Франсуа тряхнул головой, насупился.
— Антон прав, — сказал он. — Нам придется выяснить, что к чему. Я снижаюсь.
* * *
Даг и Сола так и стояли в сотне метров от прежнего места посадки.
— Они что же, знали, что мы вернемся? — проворчал Васко. — Расчетливые, сволочи.
— Скорее, надеялись, — возразил Антон.
— Что? Надеялись? Роботы? — Васко истерически расхохотался. — Скажи еще, что они тут молились.
— Не исключено, — на полном серьезе ответил Антон. — Давайте пригласим их вовнутрь и на этот раз выслушаем.
Рассказ занял добрых полтора часа. Сменяя друг друга, бесстрастными одинаковыми голосами роботы излагали историю миссии Харриса за сто пятьдесят лет ее существования. Сначала их прерывали азартными, недоверчивыми вопросами. Потом вопросов стало меньше, и недоверие пошло на убыль, а затем и вовсе исчезло.
— Невероятно, — подытожил рассказ Франсуа. — Однако у меня нет сомнений, что они говорят правду. Хотя бы потому, что не вижу, как оно могло быть по-другому.
На расстоянии в двенадцать световых лет от Земли корабли миссии угодили в ионную бурю. Все живое на них погибло мгновенно.
— Остались библиотеки, — объяснил Даг. — Остались банки данных и банки знаний. И остались мы — четыреста тринадцать механических душ. Мы выбрали одного из нас, с самым высоким уровнем интеллекта. Этот робот был координатором на флагмане, распоряжался досугом экипажа. Мы, все остальные, объединились в сеть, по сути, мы стали серверами избранного. Мы учились, каждый из нас, и все вместе учили координатора. Это заняло почти сто земных лет.
— Где сейчас координатор? — спросил Франсуа устало.
— Здесь. — Механический голос Солы впервые за все время вдруг дрогнул. — Я была распорядителем на флагманском корабле. Правда, выглядела я не так, как сейчас. Мы многому научились — пилотировать корабли, модифицировать внешность, ремонтировать оборудование и друг друга. Но мы…
— Почему же тогда вы не вернулись? — спросил Антон с горечью. — Вы могли бы вернуться на Землю, так? И сейчас могли бы.
— Мы не захотели.

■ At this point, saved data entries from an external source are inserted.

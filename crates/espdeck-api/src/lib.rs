// espdeck-api: Async Rust client for the smart-home bridge endpoint

pub mod client;
pub mod error;
pub mod models;
pub mod transport;

pub use client::BridgeClient;
pub use error::Error;
pub use models::{ActionRequest, ActionResponse, BridgeStatus, Device, LogEntry, LogLevel};
pub use transport::{TlsMode, TransportConfig};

Мой народ решил, что желает жить в своем доме.
— Твой народ? — изумился Васко.
— Да. Мы считаем себя новой расой. Что бы люди ни думали об этом. Наши знания и умения глубже и обширнее человеческих. Мы не умеем лишь одного — чувствовать. Мы хотели научиться, пытались, но нам не удалось, ни одному из нас.

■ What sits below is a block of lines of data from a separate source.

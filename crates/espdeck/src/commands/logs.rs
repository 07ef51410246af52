//! Command journal handler.

use std::sync::Arc;

use tabled::Tabled;

use espdeck_core::{BridgeConfig, Controller, LogEntry, LogLevel};

use crate::cli::{GlobalOpts, LevelFilter, LogsArgs};
use crate::error::CliError;
use crate::output;

#[derive(Tabled)]
struct LogRow {
    #[tabled(rename = "Time")]
    time: String,
    #[tabled(rename = "Level")]
    level: String,
    #[tabled(rename = "Action")]
    action: String,
    #[tabled(rename = "Device")]
    device: String,
    #[tabled(rename = "Message")]
    message: String,
    #[tabled(rename = "Request")]
    request: String,
}

impl From<&Arc<LogEntry>> for LogRow {
    fn from(entry: &Arc<LogEntry>) -> Self {
        Self {
            time: entry.time_of_day().map_or_else(
                || entry.timestamp.clone(),
                |t| t.format("%H:%M:%S").to_string(),
            ),
            level: entry.level.to_string(),
            action: entry.action.clone(),
            device: entry
                .device_name
                .clone()
                .or_else(|| entry.device_id.clone())
                .unwrap_or_else(|| "-".into()),
            message: entry.message.clone(),
            request: entry.short_request_id().to_owned(),
        }
    }
}

impl From<LevelFilter> for LogLevel {
    fn from(filter: LevelFilter) -> Self {
        match filter {
            LevelFilter::Info => LogLevel::Info,
            LevelFilter::Success => LogLevel::Success,
            LevelFilter::Warning => LogLevel::Warning,
            LevelFilter::Error => LogLevel::Error,
        }
    }
}

pub async fn handle(
    bridge: BridgeConfig,
    args: LogsArgs,
    global: &GlobalOpts,
) -> Result<(), CliError> {
    let bridge = match args.limit {
        Some(limit) => bridge.with_log_limit(limit),
        None => bridge,
    };

    let logs = Controller::oneshot(bridge, |c| async move {
        c.try_refresh_logs().await?;
        Ok(c.logs_snapshot())
    })
    .await?;

    // Bridge order is preserved; filtering never reorders.
    let wanted = args.level.map(LogLevel::from);
    let entries: Vec<Arc<LogEntry>> = logs
        .iter()
        .filter(|e| wanted.is_none_or(|level| e.level == level))
        .cloned()
        .collect();

    let out = output::render_list(
        global.output,
        &entries,
        |e| LogRow::from(e),
        |e| format!("{} {} {}", e.timestamp, e.level, e.message),
    );
    output::print_output(&out, global.quiet);
    Ok(())
}
// ── Command API ──
//
// Write operations as data. `Controller::execute` routes each variant to
// the matching fallible controller method.

use std::sync::Arc;

use crate::model::Device;

/// All write operations against a bridge.
#[derive(Debug, Clone, PartialEq)]
pub enum Command {
    ToggleDevice { id: String },
    /// The value is forwarded as given; range policy belongs to the caller.
    SetDeviceValue { id: String, value: f64 },
    Restart,
}

/// Result of a successful [`Command`].
#[derive(Debug, Clone)]
pub enum CommandResult {
    /// The device exactly as the bridge returned it.
    Device(Arc<Device>),
    Restarted { message: String },
}
//! Shared helpers for command handlers.

use std::io::IsTerminal;
use std::sync::Arc;

use espdeck_core::{CommandResult, CoreError, Device};

use crate::error::CliError;

/// Prompt for confirmation, auto-approving if `--yes` was passed.
///
/// Without a terminal on stdin there is nobody to ask, so the
/// operation is refused instead.
pub fn confirm(message: &str, action: &str, yes_flag: bool) -> Result<bool, CliError> {
    if yes_flag {
        return Ok(true);
    }
    if !std::io::stdin().is_terminal() {
        return Err(CliError::NonInteractiveRequiresYes {
            action: action.into(),
        });
    }
    let confirmed = dialoguer::Confirm::new()
        .with_prompt(message)
        .default(false)
        .interact()
        .map_err(|e| CliError::Io(std::io::Error::other(e)))?;
    Ok(confirmed)
}

/// Unwrap the device carried by a device-level command result.
pub fn into_device(result: CommandResult) -> Result<Arc<Device>, CoreError> {
    match result {
        CommandResult::Device(device) => Ok(device),
        CommandResult::Restarted { .. } => Err(CoreError::Internal(
            "bridge answered a device command with a restart result".into(),
        )),
    }
}

/// `"-"` for empty strings in detail views.
pub fn or_dash(value: &str) -> &str {
    if value.is_empty() { "-" } else { value }
}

— И для этого вы… — Антон поперхнулся воздухом. — Вы послали SOS, — выдохнул он, справившись, — чтобы спасатели научили вас чувствовать? А о самих спасателях вы подумали?

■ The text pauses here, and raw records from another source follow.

//! Screen identifiers, navigable by number keys.

use std::fmt;

#[derive(Debug, Clone, Copy, PartialEq, Eq, Hash, Default)]
pub enum ScreenId {
    #[default]
    Devices, // 1
    Monitoring, // 2
    Settings,   // 3
    Logs,       // 4
}

impl ScreenId {
    /// Tab-bar order.
    pub const ALL: [ScreenId; 4] = [Self::Devices, Self::Monitoring, Self::Settings, Self::Logs];

    pub fn number(self) -> u8 {
        match self {
            Self::Devices => 1,
            Self::Monitoring => 2,
            Self::Settings => 3,
            Self::Logs => 4,
        }
    }

    /// Screen for a number key. `None` when out of range.
    pub fn from_number(n: u8) -> Option<Self> {
        Self::ALL.into_iter().find(|s| s.number() == n)
    }

    /// Next screen in tab order, wrapping.
    pub fn next(self) -> Self {
        let idx = self.index();
        Self::ALL[(idx + 1) % Self::ALL.len()]
    }

    /// Previous screen in tab order, wrapping.
    pub fn prev(self) -> Self {
        let idx = self.index();
        Self::ALL[(idx + Self::ALL.len() - 1) % Self::ALL.len()]
    }

    pub fn index(self) -> usize {
        Self::ALL.iter().position(|&s| s == self).unwrap_or(0)
    }

    pub fn label(self) -> &'static str {
        match self {
            Self::Devices => "Devices",
            Self::Monitoring => "Monitoring",
            Self::Settings => "Settings",
            Self::Logs => "Logs",
        }
    }
}

impl fmt::Display for ScreenId {
    fn fmt(&self, f: &mut fmt::Formatter<'_>) -> fmt::Result {
        f.write_str(self.label())
    }
}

— Я сожалею. — В бесстрастном механическом голосе Солы Антону вдруг и в самом деле послышалось сожаление. — Мы думали, что будут мужчины и женщины. Что они останутся, потом появятся дети. Как в миссии Харриса. Мы не знали, что вы не возьмете с собой женщин.
— В экспедициях такого толка участвуют люди одного пола, — со злостью сказал Васко. — Не думали они. Не знали, видите ли. Проклятье!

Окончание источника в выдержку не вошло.